Health professionals recommend avoiding specific foods during PMS:
- Caffeine, as it may heighten irritability, nervousness, and sleep disturbances
- Alcohol, since it can have a depressive effect
- Salt, because it can contribute to water retention and bloating
Women are also advised to steer clear of nicotine, as it not only poses general health risks but can also exacerbate PMS symptoms similarly to caffeine.
A 2005 study revealed that women who consumed diets high in vitamin D and calcium were less likely to develop PMS compared to those who didn't. Participants needed to intake at least 1,200 milligrams of calcium and 400 IU of vitamin D daily to see benefits. While the exact mechanism is unclear, researchers suggest that calcium's influence on estrogen during the menstrual cycle may play a role in reducing PMS symptoms.
Some experts suggest that a lack of calcium and magnesium, which play a role in nerve-cell communication, or low blood sugar (hypoglycemia) might contribute to PMS symptoms. However, these connections have not been definitively proven through clinical studies.
Treatments for PMS
Alongside dietary adjustments, mild PMS symptoms can often be managed through simple lifestyle changes, such as incorporating regular exercise and minimizing stress.
Exercise Physical activity increases the production of beta-endorphins, chemicals that enhance mood and behavior. Health professionals recommend exercising at least three times a week to help reduce feelings of anger, depression, and stress associated with PMS.
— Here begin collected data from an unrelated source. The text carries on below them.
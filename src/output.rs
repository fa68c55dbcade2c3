// VTK polydata (.vtp) output: one polyline per root, with per-root cell data.

use std::fmt::Write as _;
use std::fs;
use std::path::Path;

use anyhow::{Context, Result};

use crate::system::RootSystem;

/// Writes the architecture as an ASCII .vtp file, creating parent
/// directories as needed.
pub fn write_vtp(system: &RootSystem, path: &Path) -> Result<()> {
    if let Some(dir) = path.parent() {
        if !dir.as_os_str().is_empty() {
            fs::create_dir_all(dir)
                .with_context(|| format!("failed to create {}", dir.display()))?;
        }
    }
    let document = render_vtp(system);
    fs::write(path, document).with_context(|| format!("failed to write {}", path.display()))?;
    Ok(())
}

/// Branching order per root: 0 for base roots, parent's order + 1 below.
/// Parents always precede their laterals in the arena.
fn branching_orders(system: &RootSystem) -> Vec<usize> {
    let mut orders = vec![0usize; system.roots.len()];
    for (i, root) in system.roots.iter().enumerate() {
        if let Some(parent) = root.parent {
            orders[i] = orders[parent] + 1;
        }
    }
    orders
}

fn render_vtp(system: &RootSystem) -> String {
    // only roots that already form a segment become line cells
    let lines: Vec<_> = system.roots.iter().filter(|r| r.nodes.len() >= 2).collect();
    let orders = branching_orders(system);
    let line_orders: Vec<_> = system
        .roots
        .iter()
        .zip(&orders)
        .filter(|(r, _)| r.nodes.len() >= 2)
        .map(|(_, order)| *order)
        .collect();
    let point_count = system.node_count();

    let mut out = String::new();
    out.push_str("<?xml version=\"1.0\"?>\n");
    out.push_str("<VTKFile type=\"PolyData\" version=\"0.1\" byte_order=\"LittleEndian\">\n");
    out.push_str("<PolyData>\n");
    let _ = writeln!(
        out,
        "<Piece NumberOfPoints=\"{}\" NumberOfLines=\"{}\">",
        point_count,
        lines.len()
    );

    out.push_str("<Points>\n");
    out.push_str("<DataArray type=\"Float64\" NumberOfComponents=\"3\" format=\"ascii\">\n");
    for root in &system.roots {
        for node in &root.nodes {
            let _ = writeln!(out, "{} {} {}", node.x, node.y, node.z);
        }
    }
    out.push_str("</DataArray>\n</Points>\n");

    // global point index of each root's first node
    let mut first_index = Vec::with_capacity(system.roots.len());
    let mut next = 0usize;
    for root in &system.roots {
        first_index.push(next);
        next += root.nodes.len();
    }

    out.push_str("<Lines>\n");
    out.push_str("<DataArray type=\"Int64\" Name=\"connectivity\" format=\"ascii\">\n");
    for (i, root) in system.roots.iter().enumerate() {
        if root.nodes.len() < 2 {
            continue;
        }
        let start = first_index[i];
        for j in 0..root.nodes.len() {
            let _ = write!(out, "{} ", start + j);
        }
        out.push('\n');
    }
    out.push_str("</DataArray>\n");
    out.push_str("<DataArray type=\"Int64\" Name=\"offsets\" format=\"ascii\">\n");
    let mut offset = 0usize;
    for root in &lines {
        offset += root.nodes.len();
        let _ = write!(out, "{} ", offset);
    }
    out.push('\n');
    out.push_str("</DataArray>\n</Lines>\n");

    out.push_str("<CellData>\n");
    let _ = writeln!(
        out,
        "<DataArray type=\"Float64\" Name=\"type\" format=\"ascii\">"
    );
    for root in &lines {
        let _ = write!(out, "{} ", root.type_index);
    }
    out.push_str("\n</DataArray>\n");
    let _ = writeln!(
        out,
        "<DataArray type=\"Float64\" Name=\"length\" format=\"ascii\">"
    );
    for root in &lines {
        let _ = write!(out, "{} ", root.length);
    }
    out.push_str("\n</DataArray>\n");
    let _ = writeln!(
        out,
        "<DataArray type=\"Float64\" Name=\"age\" format=\"ascii\">"
    );
    for root in &lines {
        let _ = write!(out, "{} ", root.age.max(0.0));
    }
    out.push_str("\n</DataArray>\n");
    let _ = writeln!(
        out,
        "<DataArray type=\"Float64\" Name=\"order\" format=\"ascii\">"
    );
    for order in &line_orders {
        let _ = write!(out, "{order} ");
    }
    out.push_str("\n</DataArray>\n");
    out.push_str("</CellData>\n");

    out.push_str("</Piece>\n</PolyData>\n</VTKFile>\n");
    out
}

#[cfg(test)]
mod tests {
    use super::*;
    use crate::config::SimParams;
    use crate::scale::ElongationScale;

    fn grown_system() -> RootSystem {
        let mut system = RootSystem::new(&SimParams::default(), ElongationScale::new(1.0), 4);
        system.simulate(5.0);
        system
    }

    #[test]
    fn document_counts_match_the_system() {
        let system = grown_system();
        let doc = render_vtp(&system);
        assert!(doc.contains(&format!("NumberOfPoints=\"{}\"", system.node_count())));
        let segmented = system.roots.iter().filter(|r| r.nodes.len() >= 2).count();
        assert!(doc.contains(&format!("NumberOfLines=\"{segmented}\"")));
        for name in ["type", "length", "age", "order"] {
            assert!(doc.contains(&format!("Name=\"{name}\"")));
        }
        assert!(doc.contains("</VTKFile>"));
    }

    #[test]
    fn write_creates_missing_directories() {
        let system = grown_system();
        let dir = tempfile::tempdir().unwrap();
        let path = dir.path().join("results").join("out.vtp");
        write_vtp(&system, &path).unwrap();
        let written = std::fs::read_to_string(&path).unwrap();
        assert!(written.starts_with("<?xml"));
    }
}
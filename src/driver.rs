// Top-level simulation loop: one trial/commit cycle per day, telemetry
// collection, and the clone-independence check mode.

use serde::Serialize;
use tracing::info;

use crate::cap::{DayOutcome, GrowthCap};
use crate::config::RunConfig;
use crate::system::RootSystem;

#[derive(Clone, Copy, Debug, Serialize)]
pub struct DayRecord {
    pub day: usize,
    #[serde(flatten)]
    pub outcome: DayOutcome,
}

#[derive(Clone, Debug, Serialize)]
pub struct RunReport {
    pub simtime: f64,
    pub dt: f64,
    pub max_inc: f64,
    pub days: Vec<DayRecord>,
    pub final_length: f64,
    pub capped_days: usize,
}

/// Runs the whole simulation: `steps` days of capped growth on `system`.
///
/// `config` must have been validated; day-level telemetry goes to the log and
/// into the returned report.
pub fn run(config: &RunConfig, system: &mut RootSystem, cap: &GrowthCap) -> RunReport {
    let steps = config.steps();
    let mut days = Vec::with_capacity(steps);
    let mut capped_days = 0;

    for day in 0..steps {
        let outcome = cap.step(system, config.dt);
        if outcome.capped() {
            capped_days += 1;
        }
        info!(
            day,
            total_length = outcome.end_length,
            trial_increment = outcome.trial_increment,
            committed_increment = outcome.committed_increment,
            scale = outcome.scale,
            capped = outcome.capped(),
            "day complete"
        );
        days.push(DayRecord { day, outcome });
    }

    RunReport {
        simtime: config.simtime,
        dt: config.dt,
        max_inc: cap.max_inc(),
        days,
        final_length: system.total_length(),
        capped_days,
    }
}

/// Advances a system partway, clones it, advances origin and clone by the
/// same further span, and counts diverging node coordinates. Zero means the
/// clone is a faithful, independently evolving deep copy.
pub fn clone_divergence(system: &mut RootSystem, warmup: f64, extra: f64) -> usize {
    system.simulate(warmup);
    let mut copy = system.clone();

    system.simulate(extra);
    copy.simulate(extra);

    let a = system.node_positions();
    let b = copy.node_positions();
    if a.len() != b.len() {
        return a.len().max(b.len());
    }
    a.iter().zip(&b).filter(|(p, q)| p != q).count()
}
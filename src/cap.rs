//! Daily carbon-budget feedback loop.
//!
//! Scaling elongation does not scale total growth proportionally, because
//! branching keeps adding new tips while a step runs. Instead of estimating
//! the response analytically, each day first runs an unconstrained step on a
//! disposable clone of the state to measure how much the system would grow,
//! then derives a proportional scale correction from that measurement and
//! commits a corrected step to the real state. The correction is a single
//! pass against the trial measurement and is not re-verified afterwards, so
//! the committed increment can exceed the budget slightly.

use anyhow::{anyhow, Result};
use serde::Serialize;

use crate::scale::ElongationScale;
use crate::system::RootSystem;

/// Telemetry of one trial/commit cycle.
#[derive(Clone, Copy, Debug, Serialize)]
pub struct DayOutcome {
    pub start_length: f64,
    /// Growth the trial step measured at scale 1.0.
    pub trial_increment: f64,
    /// Scale the commit step ran with.
    pub scale: f64,
    pub committed_increment: f64,
    pub end_length: f64,
}

impl DayOutcome {
    pub fn capped(&self) -> bool {
        self.scale < 1.0
    }
}

/// Enforces a daily total-length budget of `max_inc * dt` centimeters.
pub struct GrowthCap {
    max_inc: f64,
    scale: ElongationScale,
}

impl GrowthCap {
    /// `scale` must be the same handle the system's root types were wired to.
    pub fn new(max_inc: f64, scale: ElongationScale) -> Result<Self> {
        if !(max_inc > 0.0) || !max_inc.is_finite() {
            return Err(anyhow!("max_inc must be > 0 (got {max_inc})"));
        }
        Ok(Self { max_inc, scale })
    }

    pub fn max_inc(&self) -> f64 {
        self.max_inc
    }

    /// Runs one day: trial step on a clone at full scale, correction, commit
    /// step on the real state.
    pub fn step(&self, system: &mut RootSystem, dt: f64) -> DayOutcome {
        self.scale.set(1.0);
        let start_length = system.total_length();

        // Speculative pass. The clone shares this controller's scale handle,
        // so it runs at the full rate set above.
        let trial_increment = {
            let mut trial = system.clone();
            trial.simulate(dt);
            trial.total_length() - start_length
        };

        let budget = self.max_inc * dt;
        if trial_increment > budget {
            // Proportional correction against the measured increment. A zero
            // increment never enters this branch, so no division by zero.
            self.scale.set(budget / trial_increment);
        }

        system.simulate(dt);
        let end_length = system.total_length();

        DayOutcome {
            start_length,
            trial_increment,
            scale: self.scale.get(),
            committed_increment: end_length - start_length,
            end_length,
        }
    }
}
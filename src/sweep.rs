// Parallel sweep over daily cap values: one fully independent run per cap.

use anyhow::Result;
use rayon::prelude::*;
use tracing::info;

use crate::cap::GrowthCap;
use crate::config::{RunConfig, SimParams};
use crate::driver::{self, RunReport};
use crate::scale::ElongationScale;
use crate::system::RootSystem;

/// Runs one simulation per cap value in parallel. Every run builds its own
/// state and its own scale handle; nothing mutable crosses a run boundary.
pub fn run(params: &SimParams, base: &RunConfig, caps: &[f64], seed: u64) -> Result<Vec<RunReport>> {
    caps.par_iter()
        .map(|&max_inc| {
            let config = RunConfig { max_inc, ..*base };
            config.validate()?;

            let scale = ElongationScale::new(1.0);
            let mut system = RootSystem::new(params, scale.clone(), seed);
            let cap = GrowthCap::new(max_inc, scale)?;

            let report = driver::run(&config, &mut system, &cap);
            info!(
                max_inc,
                final_length = report.final_length,
                capped_days = report.capped_days,
                "sweep run complete"
            );
            Ok(report)
        })
        .collect()
}
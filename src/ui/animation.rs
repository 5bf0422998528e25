//! Staged reveal of moves the controller has already applied.
//!
//! The controller hands back finished [`Transition`]s; this queue replays
//! them one at a time as discs falling a row per frame, with a pause before
//! each computer move.

use std::collections::VecDeque;
use std::time::{Duration, Instant};

use crate::game::{Player, Position, Snapshot, Transition, ROWS};

#[derive(Debug, Clone, Copy)]
struct FallingDisc {
    transition: Transition,
    row: usize,
    visible_at: Instant,
    next_step: Instant,
}

#[derive(Debug)]
pub struct DropAnimator {
    frame: Duration,
    ai_delay: Duration,
    shown: Snapshot,
    queue: VecDeque<Transition>,
    falling: Option<FallingDisc>,
}

impl DropAnimator {
    pub fn new(frame: Duration, ai_delay: Duration, shown: Snapshot) -> Self {
        DropAnimator {
            frame,
            ai_delay,
            shown,
            queue: VecDeque::new(),
            falling: None,
        }
    }

    /// Drop everything in flight and show `shown` immediately.
    pub fn reset(&mut self, shown: Snapshot) {
        self.shown = shown;
        self.queue.clear();
        self.falling = None;
    }

    /// The last fully revealed state.
    pub fn shown(&self) -> &Snapshot {
        &self.shown
    }

    pub fn is_busy(&self) -> bool {
        self.falling.is_some() || !self.queue.is_empty()
    }

    pub fn enqueue(&mut self, transitions: impl IntoIterator<Item = Transition>, now: Instant) {
        self.queue.extend(transitions);
        if self.falling.is_none() {
            self.start_next(now);
        }
    }

    fn start_next(&mut self, now: Instant) {
        self.falling = self.queue.pop_front().map(|transition| {
            let delay = match transition.mv.player {
                Player::Ai => self.ai_delay,
                Player::Human => Duration::ZERO,
            };
            let visible_at = now + delay;
            FallingDisc {
                transition,
                row: ROWS - 1,
                visible_at,
                next_step: visible_at + self.frame,
            }
        });
    }

    /// Advance the animation. Returns the transition whose disc just landed.
    pub fn tick(&mut self, now: Instant) -> Option<Transition> {
        let disc = self.falling.as_mut()?;

        while now >= disc.next_step && disc.row > disc.transition.row {
            disc.row -= 1;
            disc.next_step += self.frame;
        }
        if disc.row > disc.transition.row || now < disc.next_step {
            return None;
        }

        let landed = disc.transition;
        self.shown = landed.snapshot;
        self.falling = None;
        self.start_next(now);
        Some(landed)
    }

    /// The disc currently in the air, if it has appeared yet.
    pub fn falling_disc(&self, now: Instant) -> Option<(Position, Player)> {
        self.falling
            .filter(|disc| now >= disc.visible_at)
            .map(|disc| {
                (
                    Position::new(disc.transition.mv.column, disc.row),
                    disc.transition.mv.player,
                )
            })
    }

    /// True while the computer's move is queued but not yet visible.
    pub fn is_thinking(&self, now: Instant) -> bool {
        self.falling
            .is_some_and(|disc| disc.transition.mv.player == Player::Ai && now < disc.visible_at)
    }
}
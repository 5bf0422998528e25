//! Single-ply heuristic opponent.
//!
//! Rules are tried in priority order and the first one that yields a column
//! wins: take an immediate win, block the opponent's immediate win, play the
//! best-scoring tactical setup if it clears a threshold, keep column heights
//! balanced, fall back to center preference, and finally pick at random.

use rand::rngs::StdRng;
use rand::{Rng, SeedableRng};
use tracing::debug;

use crate::error::ConfigError;
use crate::game::rules::AXES;
use crate::game::{has_connection, legal_moves, Board, Cell, Player, COLS, ROWS};

use super::agent::Agent;

/// Column ordering: center-first.
pub const MOVE_ORDER: [usize; COLS] = [3, 2, 4, 1, 5, 0, 6];

const CENTER_COLUMN: usize = COLS / 2;

/// Shortest run along one axis that counts as a threat.
const THREAT_RUN: usize = 3;

/// Tunable constants of the heuristic. The defaults are the empirically chosen
/// values the opponent has always played with.
#[derive(Debug, Clone, PartialEq, serde::Serialize, serde::Deserialize)]
#[serde(default)]
pub struct HeuristicConfig {
    /// Minimum score for a scored setup to be played outright.
    pub setup_threshold: f64,
    /// Multiplier applied to each directional threat's `run + open_ends`.
    pub threat_weight: f64,
    /// Fraction of the opponent's threat score at the same cell credited as blocking value.
    pub opponent_threat_factor: f64,
    /// Subtracted when the opponent could win by playing directly on top.
    pub exposure_penalty: f64,
    /// Subtracted per column of distance from the center.
    pub center_weight: f64,
    /// Columns taller than the average height by more than this are skipped by the balance rule.
    pub balance_slack: f64,
    pub preference_order: Vec<usize>,
    /// Seed for the random tie-break. `None` seeds from the OS.
    #[serde(skip_serializing_if = "Option::is_none")]
    pub seed: Option<u64>,
}

impl Default for HeuristicConfig {
    fn default() -> Self {
        HeuristicConfig {
            setup_threshold: 5.0,
            threat_weight: 2.0,
            opponent_threat_factor: 0.5,
            exposure_penalty: 3.0,
            center_weight: 0.5,
            balance_slack: 1.0,
            preference_order: MOVE_ORDER.to_vec(),
            seed: None,
        }
    }
}

impl HeuristicConfig {
    pub fn validate(&self) -> Result<(), ConfigError> {
        let weights = [
            ("heuristic.setup_threshold", self.setup_threshold),
            ("heuristic.threat_weight", self.threat_weight),
            ("heuristic.opponent_threat_factor", self.opponent_threat_factor),
            ("heuristic.exposure_penalty", self.exposure_penalty),
            ("heuristic.center_weight", self.center_weight),
            ("heuristic.balance_slack", self.balance_slack),
        ];
        for (name, value) in weights {
            if !value.is_finite() {
                return Err(ConfigError::Validation(format!("{name} must be finite")));
            }
        }

        if self.preference_order.is_empty() {
            return Err(ConfigError::Validation(
                "heuristic.preference_order must not be empty".into(),
            ));
        }
        let mut seen = [false; COLS];
        for &column in &self.preference_order {
            if column >= COLS {
                return Err(ConfigError::Validation(format!(
                    "heuristic.preference_order entry {column} is not a column (0..{COLS})"
                )));
            }
            if std::mem::replace(&mut seen[column], true) {
                return Err(ConfigError::Validation(format!(
                    "heuristic.preference_order lists column {column} twice"
                )));
            }
        }
        Ok(())
    }
}

/// Which selection rule produced a move.
#[derive(Debug, Clone, Copy, PartialEq, Eq)]
pub enum Rule {
    ImmediateWin,
    Block,
    ScoredSetup,
    Balanced,
    CenterPreference,
    Random,
}

#[derive(Debug, Clone, Copy, PartialEq, Eq)]
pub struct Decision {
    pub column: usize,
    pub rule: Rule,
}

/// Score of the threat `owner` would have along one axis through
/// (column, row), treating that cell as `owner`'s piece.
///
/// Walks both signed directions over `owner`'s pieces; the first empty cell
/// met in a direction counts as one open end. A run of at least three with an
/// open end is worth `run + open_ends`, anything else is worth nothing.
fn directional_threat(
    board: &Board,
    column: usize,
    row: usize,
    owner: Player,
    dc: isize,
    dr: isize,
) -> usize {
    let cell = owner.to_cell();
    let mut run = 1;
    let mut open_ends = 0;

    for (sc, sr) in [(dc, dr), (-dc, -dr)] {
        let mut c = column as isize + sc;
        let mut r = row as isize + sr;
        while let Some(found) = board.at_signed(c, r) {
            if found == cell {
                run += 1;
            } else {
                if found == Cell::Empty {
                    open_ends += 1;
                }
                break;
            }
            c += sc;
            r += sr;
        }
    }

    if run >= THREAT_RUN && open_ends > 0 {
        run + open_ends
    } else {
        0
    }
}

/// Sum of directional threats over the four axes through (column, row).
pub fn threat_count(board: &Board, column: usize, row: usize, owner: Player) -> usize {
    AXES.iter()
        .map(|&(dc, dr)| directional_threat(board, column, row, owner, dc, dr))
        .sum()
}

/// First legal column (ascending) where `player` would connect four.
fn winning_column(board: &Board, legal: &[usize], player: Player) -> Option<usize> {
    legal.iter().copied().find(|&column| {
        let mut sim = *board;
        match sim.place(column, player) {
            Ok(row) => has_connection(&sim, column, row, player),
            Err(_) => false,
        }
    })
}

/// Heuristic agent: win, block, tactical setup, balance, center, random.
pub struct HeuristicAgent {
    config: HeuristicConfig,
    rng: StdRng,
}

impl HeuristicAgent {
    pub fn new(config: HeuristicConfig) -> Self {
        let rng = match config.seed {
            Some(seed) => StdRng::seed_from_u64(seed),
            None => StdRng::from_os_rng(),
        };
        HeuristicAgent { config, rng }
    }

    pub fn config(&self) -> &HeuristicConfig {
        &self.config
    }

    /// Score a candidate move for `me`. Returns `None` if the column cannot
    /// take a piece.
    pub fn score_move(&self, board: &Board, column: usize, me: Player) -> Option<f64> {
        let opponent = me.other();
        let mut sim = *board;
        let row = sim.place(column, me).ok()?;

        let own = threat_count(&sim, column, row, me) as f64;
        let theirs = threat_count(&sim, column, row, opponent) as f64;
        let mut score = self.config.threat_weight * own
            + self.config.threat_weight * theirs * self.config.opponent_threat_factor;

        // Would this hand the opponent a win on the cell right above?
        if row + 1 < ROWS {
            let mut exposed = sim;
            if let Ok(above) = exposed.place(column, opponent) {
                if has_connection(&exposed, column, above, opponent) {
                    score -= self.config.exposure_penalty;
                }
            }
        }

        score -= self.config.center_weight * column.abs_diff(CENTER_COLUMN) as f64;
        Some(score)
    }

    fn by_preference(&self, candidates: &[usize]) -> Option<usize> {
        self.config
            .preference_order
            .iter()
            .copied()
            .find(|column| candidates.contains(column))
    }

    /// Pick a column for `me`, reporting which rule chose it.
    pub fn decide(&mut self, board: &Board, me: Player) -> Option<Decision> {
        let legal = legal_moves(board);
        if legal.is_empty() {
            return None;
        }

        let decision = self.decide_among(board, &legal, me);
        debug!(
            column = decision.column,
            rule = ?decision.rule,
            player = me.name(),
            "heuristic decision"
        );
        Some(decision)
    }

    fn decide_among(&mut self, board: &Board, legal: &[usize], me: Player) -> Decision {
        if let Some(column) = winning_column(board, legal, me) {
            return Decision { column, rule: Rule::ImmediateWin };
        }
        if let Some(column) = winning_column(board, legal, me.other()) {
            return Decision { column, rule: Rule::Block };
        }

        // Ties keep the lowest column
        let mut best: Option<(usize, f64)> = None;
        for &column in legal {
            if let Some(score) = self.score_move(board, column, me) {
                if best.map_or(true, |(_, top)| score > top) {
                    best = Some((column, score));
                }
            }
        }
        if let Some((column, score)) = best {
            if score >= self.config.setup_threshold {
                return Decision { column, rule: Rule::ScoredSetup };
            }
        }

        let heights = board.heights();
        let average = heights.iter().sum::<usize>() as f64 / COLS as f64;
        let balanced: Vec<usize> = legal
            .iter()
            .copied()
            .filter(|&column| heights[column] as f64 <= average + self.config.balance_slack)
            .collect();
        if let Some(column) = self.by_preference(&balanced) {
            return Decision { column, rule: Rule::Balanced };
        }

        if let Some(column) = self.by_preference(legal) {
            return Decision { column, rule: Rule::CenterPreference };
        }

        let column = legal[self.rng.random_range(0..legal.len())];
        Decision { column, rule: Rule::Random }
    }
}

impl Default for HeuristicAgent {
    fn default() -> Self {
        Self::new(HeuristicConfig::default())
    }
}

impl Agent for HeuristicAgent {
    fn select_action(&mut self, board: &Board, me: Player) -> Option<usize> {
        self.decide(board, me).map(|decision| decision.column)
    }

    fn name(&self) -> &str {
        "Heuristic"
    }
}
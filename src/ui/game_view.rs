use crate::game::{Cell, GameOutcome, Player, Position, Snapshot, COLS, ROWS};
use crate::stats::GameStats;
use ratatui::{
    layout::{Alignment, Constraint, Direction, Layout, Rect},
    style::{Color, Modifier, Style},
    text::{Line, Span},
    widgets::{Block, Borders, Paragraph},
    Frame,
};

/// Everything the game screen draws, gathered by the app each frame.
pub struct GameView<'a> {
    pub snapshot: &'a Snapshot,
    pub falling: Option<(Position, Player)>,
    pub thinking: bool,
    pub selected_column: usize,
    pub message: Option<&'a str>,
    pub stats: GameStats,
    pub sound_on: bool,
}

fn player_color(player: Player) -> Color {
    match player {
        Player::Human => Color::Red,
        Player::Ai => Color::Yellow,
    }
}

/// Header line and color for the current state.
pub fn status_line(view: &GameView<'_>) -> (String, Color) {
    match view.snapshot.outcome {
        GameOutcome::Win(player) => (format!("{} won!", player.name()), player_color(player)),
        GameOutcome::Draw => ("It's a draw!".to_string(), Color::White),
        GameOutcome::InProgress if view.thinking => (
            "Claude is thinking...".to_string(),
            player_color(Player::Ai),
        ),
        GameOutcome::InProgress => match view.snapshot.turn {
            Player::Human => ("Your turn".to_string(), player_color(Player::Human)),
            Player::Ai => ("Claude's turn".to_string(), player_color(Player::Ai)),
        },
    }
}

pub fn render(frame: &mut Frame, view: &GameView<'_>) {
    let chunks = Layout::default()
        .direction(Direction::Vertical)
        .constraints([
            Constraint::Length(3), // Header
            Constraint::Min(11),   // Board
            Constraint::Length(3), // Stats
            Constraint::Length(3), // Message
            Constraint::Length(3), // Controls
        ])
        .split(frame.area());

    render_header(frame, view, chunks[0]);
    render_board(frame, view, chunks[1]);
    render_stats(frame, view.stats, chunks[2]);
    render_message(frame, view.message, chunks[3]);
    render_controls(frame, view.sound_on, chunks[4]);
}

fn render_header(frame: &mut Frame, view: &GameView<'_>, area: Rect) {
    let (status, color) = status_line(view);

    let header = Paragraph::new(status)
        .style(Style::default().fg(color).add_modifier(Modifier::BOLD))
        .alignment(Alignment::Center)
        .block(
            Block::default()
                .borders(Borders::ALL)
                .title("Connect Four"),
        );

    frame.render_widget(header, area);
}

fn render_board(frame: &mut Frame, view: &GameView<'_>, area: Rect) {
    let snapshot = view.snapshot;
    let mut lines = Vec::new();

    // Column numbers with selection indicator
    let mut col_line = vec![Span::raw("   ")];
    for col in 0..COLS {
        let label = format!(" {} ", col + 1);
        if col == view.selected_column {
            col_line.push(Span::styled(
                label,
                Style::default()
                    .fg(Color::Cyan)
                    .add_modifier(Modifier::BOLD | Modifier::UNDERLINED),
            ));
        } else {
            col_line.push(Span::raw(label));
        }
    }
    col_line.push(Span::raw("  "));
    lines.push(Line::from(col_line));

    lines.push(Line::from("  ╔══════════════════════╗"));

    // Top row first; row 0 is the bottom of the board
    for row in (0..ROWS).rev() {
        let mut row_spans = vec![Span::raw("  ║")];

        for col in 0..COLS {
            let falling = view
                .falling
                .filter(|(pos, _)| *pos == Position::new(col, row))
                .map(|(_, player)| player);
            let winning = snapshot
                .winning_line
                .is_some_and(|line| line.contains(col, row));

            let span = match (falling, snapshot.board.at(col, row)) {
                (Some(player), _) => {
                    Span::styled(" ● ", Style::default().fg(player_color(player)))
                }
                (None, Cell::Empty) => Span::styled(" . ", Style::default().fg(Color::DarkGray)),
                (None, cell) => {
                    let color = cell.owner().map_or(Color::DarkGray, player_color);
                    let mut style = Style::default().fg(color);
                    if winning {
                        style = style.add_modifier(Modifier::BOLD | Modifier::REVERSED);
                    }
                    Span::styled(" ● ", style)
                }
            };
            row_spans.push(span);
        }

        row_spans.push(Span::raw(" ║"));
        lines.push(Line::from(row_spans));
    }

    lines.push(Line::from("  ╚══════════════════════╝"));

    let mut indicator_line = vec![Span::raw("   ")];
    for col in 0..COLS {
        if col == view.selected_column {
            indicator_line.push(Span::styled(" ▲ ", Style::default().fg(Color::Cyan)));
        } else {
            indicator_line.push(Span::raw("   "));
        }
    }
    indicator_line.push(Span::raw("  "));
    lines.push(Line::from(indicator_line));

    let board_widget = Paragraph::new(lines).alignment(Alignment::Center);
    frame.render_widget(board_widget, area);
}

fn render_stats(frame: &mut Frame, stats: GameStats, area: Rect) {
    let line = Line::from(vec![
        Span::styled("Player Wins ", Style::default().fg(Color::Red)),
        Span::raw(format!("{}   ", stats.player_wins)),
        Span::styled("Computer Wins ", Style::default().fg(Color::Yellow)),
        Span::raw(format!("{}   ", stats.ai_wins)),
        Span::styled("Games Played ", Style::default().add_modifier(Modifier::BOLD)),
        Span::raw(stats.games_played.to_string()),
    ]);

    let widget = Paragraph::new(line)
        .alignment(Alignment::Center)
        .block(Block::default().borders(Borders::ALL).title("Statistics"));

    frame.render_widget(widget, area);
}

fn render_message(frame: &mut Frame, message: Option<&str>, area: Rect) {
    let msg_widget = Paragraph::new(message.unwrap_or(""))
        .style(Style::default().fg(Color::Yellow))
        .alignment(Alignment::Center)
        .block(Block::default().borders(Borders::ALL));

    frame.render_widget(msg_widget, area);
}

fn render_controls(frame: &mut Frame, sound_on: bool, area: Rect) {
    let sound = if sound_on { "on" } else { "off" };
    let line = Line::from(format!(
        "←/→: Move  |  Enter/1-7: Drop  |  R: New game  |  S: Sound ({sound})  |  X: Reset stats  |  Q: Quit"
    ));

    let controls = Paragraph::new(line)
        .alignment(Alignment::Center)
        .block(
            Block::default()
                .borders(Borders::ALL)
                .title("Controls"),
        );

    frame.render_widget(controls, area);
}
Stress Reduction While stress doesn't directly cause PMS, it can exacerbate its symptoms. Practices like meditation and yoga are often effective in alleviating stress and improving overall well-being.
Medications When lifestyle changes like diet, exercise, and stress management fail to ease symptoms, medications may become necessary. Over-the-counter options, such as those with acetaminophen (Tylenol) or ibuprofen (Motrin), can help alleviate cramps and minor pains. Certain products, like Midol and Pamprin, are specifically designed for PMS and typically combine aspirin or acetaminophen with diuretics to reduce bloating. For women with PMDD (see below), antidepressants like sertraline hydrochloride (Zoloft) and fluoxetine (Prozac, Sarafem) can help manage depression. In extreme cases, birth control pills may be prescribed to halt ovulation entirely.
While PMS causes discomfort for many women, 3 to 5 percent of menstruating individuals experience a more severe condition known as Premenstrual Dysphoric Disorder (PMDD). Although the distinction between PMS and PMDD is debated, it is diagnosed in a small percentage of cases.
To qualify for a PMDD diagnosis, a woman must exhibit at least five PMS symptoms between ovulation and menstruation, with one of the following being prominent:
- significant depressed mood
- heightened anxiety or tension
- sudden feelings of sadness or crying spells
- persistent anger or irritability
Additional symptoms may include:
- loss of interest in daily activities
- low energy levels
- changes in appetite
- insomnia or excessive fatigue
- headache
- joint or muscle discomfort
- bloating
- weight gain
- breast tenderness
Some physicians recommend Sarafem, a variant of the antidepressant Prozac, to address the emotional symptoms of PMDD.